You've got to admire Mozilla. This is an organisation whose people don't know the word "can't".

If Mozilla had a disappointing holiday at Butlin's, it wouldn't bother writing an angry letter: it'd promise to build its own holiday camp and let everybody in for free.

Mozilla's biggest claim to fame, of course, is Firefox: faced with Microsoft's effective monopoly on web browsers, Mozilla built a better browser, spread the word and rebooted the web. So it's interesting to see the organisation's latest target: Google.
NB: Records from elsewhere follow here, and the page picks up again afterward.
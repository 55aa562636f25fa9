use thiserror::Error;

/// Errors raised while changing a [`crate::SkillRegistry`].
#[derive(Error, Debug, Clone, PartialEq, Eq)]
#[non_exhaustive]
pub enum RegistryError {
    /// A skill with this name is already registered.
    #[error("Skill already registered: {0}")]
    DuplicateSkill(String),

    /// The skill name is empty or blank.
    #[error("Invalid skill name: {0:?}")]
    InvalidName(String),
}

/// Errors raised by a [`crate::StateStore`].
///
/// The workflow engine logs these and carries on; they never fail a run.
#[derive(Error, Debug)]
#[non_exhaustive]
pub enum StateError {
    /// The execution record could not be encoded or decoded.
    #[error("Failed to (de)serialize execution record: {0}")]
    Serialization(#[from] serde_json::Error),

    /// The backing store rejected the operation.
    #[error("State backend error: {0}")]
    Backend(String),
}

/// Error returned when a [`crate::RetryConfig`] is invalid.
///
/// # Examples
///
/// ```
/// use skillflow::RetryConfig;
///
/// let config = RetryConfig {
///     multiplier: 0.5,
///     ..RetryConfig::default()
/// };
/// assert!(config.validate().is_err());
/// ```
#[derive(Error, Debug, Clone, PartialEq, Eq)]
#[error("{0}")]
pub struct RetryConfigError(pub &'static str);

/// Errors raised while loading an [`crate::EngineConfig`].
#[derive(Error, Debug)]
#[non_exhaustive]
pub enum ConfigError {
    #[error("Failed to read config file: {0}")]
    Io(#[from] std::io::Error),

    #[error("Failed to parse config: {0}")]
    Parse(#[from] toml::de::Error),

    #[error("Invalid retry configuration: {0}")]
    Retry(#[from] RetryConfigError),
}
//! Engine configuration.
//!
//! Every section has defaults, so a TOML document only needs the keys it
//! changes. Durations are expressed in milliseconds.

use crate::error::{ConfigError, RetryConfigError};
use serde::{Deserialize, Serialize};
use std::path::Path;
use std::time::Duration;

/// Top-level configuration for all engine components.
///
/// # Examples
///
/// ```
/// use skillflow::EngineConfig;
/// use std::time::Duration;
///
/// let config = EngineConfig::from_toml_str(r#"
///     [executor]
///     default_timeout_ms = 5000
///
///     [cache]
///     max_size = 64
/// "#).unwrap();
///
/// assert_eq!(config.executor.default_timeout(), Duration::from_secs(5));
/// assert_eq!(config.cache.max_size, 64);
/// assert!(config.workflow.auto_save);
/// ```
#[derive(Debug, Clone, Default, PartialEq, Serialize, Deserialize)]
#[serde(default)]
pub struct EngineConfig {
    pub executor: ExecutorConfig,
    pub retry: RetryConfig,
    pub cache: CacheConfig,
    pub workflow: WorkflowConfig,
}

impl EngineConfig {
    /// Parses and validates a TOML document.
    pub fn from_toml_str(s: &str) -> Result<Self, ConfigError> {
        let config: EngineConfig = toml::from_str(s)?;
        config.retry.validate()?;
        Ok(config)
    }

    /// Reads and parses a TOML file.
    pub fn from_path(path: impl AsRef<Path>) -> Result<Self, ConfigError> {
        let raw = std::fs::read_to_string(path)?;
        Self::from_toml_str(&raw)
    }
}

/// Settings for [`crate::SkillExecutor`].
#[derive(Debug, Clone, PartialEq, Serialize, Deserialize)]
#[serde(default)]
pub struct ExecutorConfig {
    /// Timeout applied when neither the call nor the task sets one.
    pub default_timeout_ms: u64,
    /// Execution-level retries applied when neither the call nor the task sets one.
    pub default_max_retries: u32,
    /// Pause between attempts.
    pub retry_delay_ms: u64,
    /// Buffer size of the event channel.
    pub event_capacity: usize,
}

impl Default for ExecutorConfig {
    fn default() -> Self {
        Self {
            default_timeout_ms: 30_000,
            default_max_retries: 0,
            retry_delay_ms: 100,
            event_capacity: 256,
        }
    }
}

impl ExecutorConfig {
    pub fn default_timeout(&self) -> Duration {
        Duration::from_millis(self.default_timeout_ms)
    }

    pub fn retry_delay(&self) -> Duration {
        Duration::from_millis(self.retry_delay_ms)
    }
}

/// Settings for [`crate::RetryStrategy`].
#[derive(Debug, Clone, PartialEq, Serialize, Deserialize)]
#[serde(default)]
pub struct RetryConfig {
    /// Retries after the first attempt.
    pub max_retries: u32,
    pub initial_delay_ms: u64,
    pub max_delay_ms: u64,
    /// Factor applied per attempt (1-10).
    pub multiplier: f64,
    /// Scale each delay by a random factor in `[0.5, 1.0]`.
    pub jitter: bool,
    /// Upper bound for the whole retry loop.
    pub overall_timeout_ms: Option<u64>,
}

impl Default for RetryConfig {
    fn default() -> Self {
        Self {
            max_retries: 3,
            initial_delay_ms: 100,
            max_delay_ms: 10_000,
            multiplier: 2.0,
            jitter: false,
            overall_timeout_ms: None,
        }
    }
}

impl RetryConfig {
    /// Exponential backoff with `multiplier = 2` and a 60s cap.
    pub fn exponential(max_retries: u32, initial_delay: Duration) -> Self {
        Self {
            max_retries,
            initial_delay_ms: initial_delay.as_millis() as u64,
            max_delay_ms: 60_000,
            multiplier: 2.0,
            jitter: false,
            overall_timeout_ms: None,
        }
    }

    /// Constant delay between attempts.
    pub fn fixed(max_retries: u32, delay: Duration) -> Self {
        let ms = delay.as_millis() as u64;
        Self {
            max_retries,
            initial_delay_ms: ms,
            max_delay_ms: ms,
            multiplier: 1.0,
            jitter: false,
            overall_timeout_ms: None,
        }
    }

    pub fn with_jitter(mut self, jitter: bool) -> Self {
        self.jitter = jitter;
        self
    }

    pub fn with_overall_timeout(mut self, timeout: Duration) -> Self {
        self.overall_timeout_ms = Some(timeout.as_millis() as u64);
        self
    }

    pub fn initial_delay(&self) -> Duration {
        Duration::from_millis(self.initial_delay_ms)
    }

    pub fn max_delay(&self) -> Duration {
        Duration::from_millis(self.max_delay_ms)
    }

    pub fn overall_timeout(&self) -> Option<Duration> {
        self.overall_timeout_ms.map(Duration::from_millis)
    }

    /// Checks the backoff parameters.
    ///
    /// # Errors
    ///
    /// Returns [`RetryConfigError`] if:
    /// - `multiplier` is below 1 (delays would shrink)
    /// - `multiplier` is greater than 10 (risk of overflow)
    /// - `max_delay_ms` is less than `initial_delay_ms`
    pub fn validate(&self) -> Result<(), RetryConfigError> {
        if self.multiplier.is_nan() || self.multiplier < 1.0 {
            return Err(RetryConfigError("multiplier must be at least 1"));
        }
        if self.multiplier > 10.0 {
            return Err(RetryConfigError(
                "multiplier must be 10 or less to avoid overflow",
            ));
        }
        if self.max_delay_ms < self.initial_delay_ms {
            return Err(RetryConfigError("max_delay must be >= initial_delay"));
        }
        Ok(())
    }
}

/// Settings for [`crate::Cache`].
#[derive(Debug, Clone, PartialEq, Serialize, Deserialize)]
#[serde(default)]
pub struct CacheConfig {
    /// Maximum number of entries; `0` means unbounded.
    pub max_size: usize,
    /// TTL applied when `set` is called without one; `None` or `0` never expires.
    pub default_ttl_ms: Option<u64>,
    /// Evict by access count when full; otherwise evict the oldest insert.
    pub lru: bool,
    /// Period of the background expiry sweep.
    pub sweep_interval_ms: u64,
}

impl Default for CacheConfig {
    fn default() -> Self {
        Self {
            max_size: 1000,
            default_ttl_ms: None,
            lru: true,
            sweep_interval_ms: 60_000,
        }
    }
}

impl CacheConfig {
    pub fn default_ttl(&self) -> Option<Duration> {
        self.default_ttl_ms.map(Duration::from_millis)
    }

    pub fn sweep_interval(&self) -> Duration {
        Duration::from_millis(self.sweep_interval_ms)
    }
}

/// Settings for [`crate::WorkflowExecutor`].
#[derive(Debug, Clone, PartialEq, Serialize, Deserialize)]
#[serde(default)]
pub struct WorkflowConfig {
    /// Persist the execution record after every step.
    pub auto_save: bool,
    /// Upper bound on steps executed in one drive of the loop.
    pub max_steps: u32,
    /// Output keys of successful steps published into the read-only context.
    pub read_only_keys: Vec<String>,
    /// Reject workflows that name unregistered skills before running them.
    pub validate_skills: bool,
}

impl Default for WorkflowConfig {
    fn default() -> Self {
        Self {
            auto_save: true,
            max_steps: 1000,
            read_only_keys: [
                "requirements",
                "analysis",
                "collected_data",
                "generated_code",
                "test_report",
                "report",
            ]
            .into_iter()
            .map(String::from)
            .collect(),
            validate_skills: false,
        }
    }
}

#[cfg(test)]
mod tests {
    use super::*;

    #[test]
    fn test_defaults() {
        let config = EngineConfig::default();
        assert_eq!(config.executor.default_timeout(), Duration::from_secs(30));
        assert_eq!(config.retry.max_retries, 3);
        assert_eq!(config.cache.max_size, 1000);
        assert!(config.cache.lru);
        assert!(config.workflow.auto_save);
        assert!(config
            .workflow
            .read_only_keys
            .contains(&"test_report".to_string()));
    }

    #[test]
    fn test_retry_validation() {
        assert!(RetryConfig::default().validate().is_ok());
        assert!(RetryConfig::fixed(3, Duration::from_secs(1)).validate().is_ok());

        let config = RetryConfig {
            multiplier: 11.0,
            ..RetryConfig::default()
        };
        assert_eq!(
            config.validate().unwrap_err().0,
            "multiplier must be 10 or less to avoid overflow"
        );

        let config = RetryConfig {
            initial_delay_ms: 500,
            max_delay_ms: 100,
            ..RetryConfig::default()
        };
        assert_eq!(
            config.validate().unwrap_err().0,
            "max_delay must be >= initial_delay"
        );

        let config = RetryConfig {
            multiplier: f64::NAN,
            ..RetryConfig::default()
        };
        assert!(config.validate().is_err());
    }

    #[test]
    fn test_invalid_retry_section_rejected() {
        let result = EngineConfig::from_toml_str("[retry]\nmultiplier = 0.0\n");
        assert!(matches!(result, Err(ConfigError::Retry(_))));
    }

    #[test]
    fn test_parse_error() {
        let result = EngineConfig::from_toml_str("[cache]\nmax_size = \"many\"\n");
        assert!(matches!(result, Err(ConfigError::Parse(_))));
    }

    #[test]
    fn test_missing_file() {
        let result = EngineConfig::from_path("/definitely/not/here.toml");
        assert!(matches!(result, Err(ConfigError::Io(_))));
    }
}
Mozilla isn't happy about two things. It's unhappy about the way that apps are segregating the web, with native apps able to access smartphone and tablet hardware that web-based apps can't; and it's unhappy that with Android, Google appears to be more mouth than trousers. For all Google's talk of openness and sharing with the open source community, there are often long delays between Google releasing new versions of Android and sharing its code with the wider world.

Mozilla's solution is codenamed Boot To Gecko, and it promises to be a brand new mobile OS. But will it work?

'Roid rage

There's no doubt that Android has issues - not just the speed of Google's sharing, but the patent claims that threaten to disrupt Android's momentumand scare manufacturers - and Mozilla is absolutely right that web apps could be as good as native ones.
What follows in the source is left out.